╭─ Data for analysis

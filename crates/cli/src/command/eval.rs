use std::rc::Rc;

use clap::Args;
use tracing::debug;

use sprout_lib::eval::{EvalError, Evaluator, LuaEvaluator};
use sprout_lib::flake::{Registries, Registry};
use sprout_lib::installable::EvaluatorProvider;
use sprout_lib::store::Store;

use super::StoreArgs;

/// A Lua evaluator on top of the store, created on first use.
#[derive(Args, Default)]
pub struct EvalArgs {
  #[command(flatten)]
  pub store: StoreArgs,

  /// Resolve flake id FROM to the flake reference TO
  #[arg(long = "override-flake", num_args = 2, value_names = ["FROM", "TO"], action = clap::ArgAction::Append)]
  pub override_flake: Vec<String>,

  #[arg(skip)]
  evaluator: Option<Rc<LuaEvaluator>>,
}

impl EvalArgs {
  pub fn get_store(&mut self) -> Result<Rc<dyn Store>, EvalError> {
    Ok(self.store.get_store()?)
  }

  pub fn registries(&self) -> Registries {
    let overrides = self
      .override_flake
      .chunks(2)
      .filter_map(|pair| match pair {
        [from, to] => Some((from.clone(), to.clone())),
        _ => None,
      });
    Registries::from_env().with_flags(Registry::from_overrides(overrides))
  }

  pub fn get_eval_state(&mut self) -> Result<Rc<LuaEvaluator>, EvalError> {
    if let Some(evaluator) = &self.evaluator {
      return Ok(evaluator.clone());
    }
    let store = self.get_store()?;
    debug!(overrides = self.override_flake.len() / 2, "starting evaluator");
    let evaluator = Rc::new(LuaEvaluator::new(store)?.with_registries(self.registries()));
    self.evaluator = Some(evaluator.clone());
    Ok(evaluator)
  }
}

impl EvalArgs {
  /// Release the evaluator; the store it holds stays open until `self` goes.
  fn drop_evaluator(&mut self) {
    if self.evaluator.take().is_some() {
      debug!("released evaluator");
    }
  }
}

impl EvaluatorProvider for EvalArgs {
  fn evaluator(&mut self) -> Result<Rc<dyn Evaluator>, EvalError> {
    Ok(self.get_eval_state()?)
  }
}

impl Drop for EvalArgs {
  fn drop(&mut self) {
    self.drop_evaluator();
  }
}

╰─

• _Task_
All entries are to be retyped with no difference from the original.

• _Answer for the task_
filename crates/cli/src/command/eval.rs
use std::rc::Rc;

use clap::Args;
use tracing::debug;

use sprout_lib::eval::{EvalError, Evaluator, LuaEvaluator};
use sprout_lib::flake::{Registries, Registry};
use sprout_lib::installable::EvaluatorProvider;
use sprout_lib::store::Store;

use super::StoreArgs;

/// A Lua evaluator on top of the store, created on first use.
#[derive(Args, Default)]
pub struct EvalArgs {
  #[command(flatten)]
  pub store: StoreArgs,

  /// Resolve flake id FROM to the flake reference TO
  #[arg(long = "override-flake", num_args = 2, value_names = ["FROM", "TO"], action = clap::ArgAction::Append)]
  pub override_flake: Vec<String>,

  #[arg(skip)]
  evaluator: Option<Rc<LuaEvaluator>>,
}

impl EvalArgs {
  pub fn get_store(&mut self) -> Result<Rc<dyn Store>, EvalError> {
    Ok(self.store.get_store()?)
  }

  pub fn registries(&self) -> Registries {
    let overrides = self
      .override_flake
      .chunks(2)
      .filter_map(|pair| match pair {
        [from, to] => Some((from.clone(), to.clone())),
        _ => None,
      });
    Registries::from_env().with_flags(Registry::from_overrides(overrides))
  }

  pub fn get_eval_state(&mut self) -> Result<Rc<LuaEvaluator>, EvalError> {
    if let Some(evaluator) = &self.evaluator {
      return Ok(evaluator.clone());
    }
    let store = self.get_store()?;
    debug!(overrides = self.override_flake.len() / 2, "starting evaluator");
    let evaluator = Rc::new(LuaEvaluator::new(store)?.with_registries(self.registries()));
    self.evaluator = Some(evaluator.clone());
    Ok(evaluator)
  }
}

impl EvalArgs {
  /// Release the evaluator; the store it holds stays open until `self` goes.
  fn drop_evaluator(&mut self) {
    if self.evaluator.take().is_some() {
      debug!("released evaluator");
    }
  }
}

impl EvaluatorProvider for EvalArgs {
  fn evaluator(&mut self) -> Result<Rc<dyn Evaluator>, EvalError> {
    Ok(self.get_eval_state()?)
  }
}

impl Drop for EvalArgs {
  fn drop(&mut self) {
    self.drop_evaluator();
  }
}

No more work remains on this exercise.